Try Z-AIO from Zaino.

Available for purchase through the Clean Your Car or Clean and Shiny websites.


----------



## Alex C (Aug 10, 2005)

If your car is recently corrected or only has light swirls, there is still a lot to be said for autoglym super resin, particular the new formula introduced a few years ago. 

Did my other halfs '93 MR2 at the weekend, was a joy to use it again after some of the 'advanced' stuff I've got. Gets off a lot of the tar spot pick up noticeable on white cars, and fills imperfections. Seal it with a good wax ordeal and it lasts well imo.


----------



## jrattan (Oct 23, 2014)

How does everyone find these polishes on their GTR? As the paint is quite thin?


----------



## Shaks_247 (Feb 6, 2016)

You have to be careful with these cars as the paint is thin. 

I use Chemical Guys V series, which also includes a hybrid compound which I found quite good. I also use their hexalogic pads, orange, white & black. Orange and white are the ones I use for polishing and the black to finish up. 

Menzerna and Sonax are god polishes and quite popular amongst detailers. These are what I'll be getting once I finish with the CG stuff. 

Your best to check out the Detailing World forums to get an idea of what is available, product reviews, etc.


----------



## git-r (Nov 15, 2005)

Many thanks for the advice folks  

Kadir - good man - I ordered some of that, loads of good reviews and exactly what I'm looking for as it's just the 1 stage that does everything  

Cheers!


----------



## Sam McGoo (Dec 30, 2015)

git-r said:


> Hi all,
> 
> I've been using meguires 3 stage polish for a while but am getting really hacked off with the time and effort it takes only to be ruined after it's been washed for the first time!
> 
> ...


As suggested above, detailing world will give loads of recommendations but it's a bit of a minefield.

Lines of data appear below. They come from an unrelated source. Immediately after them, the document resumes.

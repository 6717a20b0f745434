// navball_sim/src/simulation/config/state.rs

use figment::{
    providers::{Format, Toml},
    Figment,
};
use navball_core::config::PanelConfig;
use std::path::{Path, PathBuf};

use crate::error::HostError;

/// The panel's persisted topic selection, kept in a small TOML file.
#[derive(Debug, Clone)]
pub struct StateStore {
    path: PathBuf,
}

impl StateStore {
    pub fn new(path: impl Into<PathBuf>) -> Self {
        Self { path: path.into() }
    }

    pub fn path(&self) -> &Path {
        &self.path
    }

    /// `Ok(None)` when no state has been saved yet.
    pub fn load(&self) -> Result<Option<PanelConfig>, HostError> {
        if !self.path.exists() {
            return Ok(None);
        }
        Figment::new()
            .merge(Toml::file(&self.path))
            .extract()
            .map(Some)
            .map_err(|e| HostError::Load {
                path: self.path.clone(),
                source: Box::new(e),
            })
    }

    pub fn save(&self, config: &PanelConfig) -> Result<(), HostError> {
        let text = toml::to_string_pretty(config)?;
        std::fs::write(&self.path, text).map_err(|source| HostError::Write {
            path: self.path.clone(),
            source,
        })
    }
}
// navball_core/src/prelude.rs

// --- Core Abstractions (The main contracts of the library) ---
pub use crate::host::RenderHost;
pub use crate::scene::SceneRenderer;

// --- Core Data Structures (The "nouns" of the library) ---
pub use crate::config::{PanelConfig, PanelSchemas, SettingsAction, SettingsField, SettingsTree};
pub use crate::messages::{FrameBatch, HeadingSample, Message, OrientationSample, Topic};
pub use crate::scene::{CameraSpec, LightSpec, SceneLayout, SphereSpec, Viewport};

// --- The Pipeline ---
pub use crate::error::NavballError;
pub use crate::frames::to_render_quaternion;
pub use crate::panel::{FrameDone, FrameOutcome, NavballPanel, PanelPhase};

If you're after just ONE product that you can put on after washing that is cheap, easy to use and gives good all round results with not a lot of effort (removing/hiding swirls, shine and beading) then my recommendations would be;

Autoglym - Super resin polish 
or
McGuire's - Cleaner Wax (liquid) 

Both are very good all rounders, cheap and easy to use. They will only last about a month, or a few washes, but only takes about an hour to re-do after a wash. 
I like both, but use the McGuire's more often as it doesn't give off much dust when you remove it and won't leave white polish marks on any black plastic you accidentally go over.


----------



## git-r (Nov 15, 2005)

Alex C said:


> If your car is recently corrected or only has light swirls, there is still a lot to be said for autoglym super resin, particular the new formula introduced a few years ago.
> 
> Did my other halfs '93 MR2 at the weekend, was a joy to use it again after some of the 'advanced' stuff I've got. Gets off a lot of the tar spot pick up noticeable on white cars, and fills imperfections. Seal it with a good wax ordeal and it lasts well imo.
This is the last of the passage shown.